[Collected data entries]
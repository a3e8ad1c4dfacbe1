//! Pinecone data-plane models

use serde::{Deserialize, Serialize};
use serde_json::{Map, Value};

/// Query request for `POST /query`
#[derive(Debug, Clone, Serialize, Deserialize, PartialEq)]
#[serde(rename_all = "camelCase")]
pub struct QueryRequest {
    pub vector: Vec<f32>,

    pub top_k: u32,

    pub include_metadata: bool,

    #[serde(default)]
    pub include_values: bool,

    #[serde(skip_serializing_if = "Option::is_none")]
    pub namespace: Option<String>,

    /// Metadata filter expression
    #[serde(skip_serializing_if = "Option::is_none")]
    pub filter: Option<Value>,
}

/// A single scored match
#[derive(Debug, Clone, Serialize, Deserialize)]
pub struct ScoredVector {
    pub id: String,

    #[serde(default)]
    pub score: f32,

    #[serde(default)]
    pub metadata: Option<Map<String, Value>>,
}

impl ScoredVector {
    /// First string-valued metadata field among `keys`
    pub fn metadata_str(&self, keys: &[&str]) -> Option<&str> {
        let metadata = self.metadata.as_ref()?;
        keys.iter()
            .filter_map(|key| metadata.get(*key))
            .filter_map(|value| value.as_str())
            .find(|value| !value.trim().is_empty())
    }
}

/// Query response
#[derive(Debug, Clone, Serialize, Deserialize)]
pub struct QueryResponse {
    #[serde(default)]
    pub matches: Vec<ScoredVector>,

    #[serde(default)]
    pub namespace: String,
}

/// Response of `GET /describe_index_stats`
#[derive(Debug, Clone, Serialize, Deserialize)]
#[serde(rename_all = "camelCase")]
pub struct IndexStats {
    #[serde(default)]
    pub dimension: u32,

    #[serde(default)]
    pub total_vector_count: u64,
}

→ **PROBLEM REQUIREMENTS**
The required result is an identical copy of the records above.

→ **OUTPUT**
repository a3e8ad1c4dfacbe1
//! Pinecone data-plane models

use serde::{Deserialize, Serialize};
use serde_json::{Map, Value};

/// Query request for `POST /query`
#[derive(Debug, Clone, Serialize, Deserialize, PartialEq)]
#[serde(rename_all = "camelCase")]
pub struct QueryRequest {
    pub vector: Vec<f32>,

    pub top_k: u32,

    pub include_metadata: bool,

    #[serde(default)]
    pub include_values: bool,

    #[serde(skip_serializing_if = "Option::is_none")]
    pub namespace: Option<String>,

    /// Metadata filter expression
    #[serde(skip_serializing_if = "Option::is_none")]
    pub filter: Option<Value>,
}

/// A single scored match
#[derive(Debug, Clone, Serialize, Deserialize)]
pub struct ScoredVector {
    pub id: String,

    #[serde(default)]
    pub score: f32,

    #[serde(default)]
    pub metadata: Option<Map<String, Value>>,
}

impl ScoredVector {
    /// First string-valued metadata field among `keys`
    pub fn metadata_str(&self, keys: &[&str]) -> Option<&str> {
        let metadata = self.metadata.as_ref()?;
        keys.iter()
            .filter_map(|key| metadata.get(*key))
            .filter_map(|value| value.as_str())
            .find(|value| !value.trim().is_empty())
    }
}

/// Query response
#[derive(Debug, Clone, Serialize, Deserialize)]
pub struct QueryResponse {
    #[serde(default)]
    pub matches: Vec<ScoredVector>,

    #[serde(default)]
    pub namespace: String,
}

/// Response of `GET /describe_index_stats`
#[derive(Debug, Clone, Serialize, Deserialize)]
#[serde(rename_all = "camelCase")]
pub struct IndexStats {
    #[serde(default)]
    pub dimension: u32,

    #[serde(default)]
    pub total_vector_count: u64,
}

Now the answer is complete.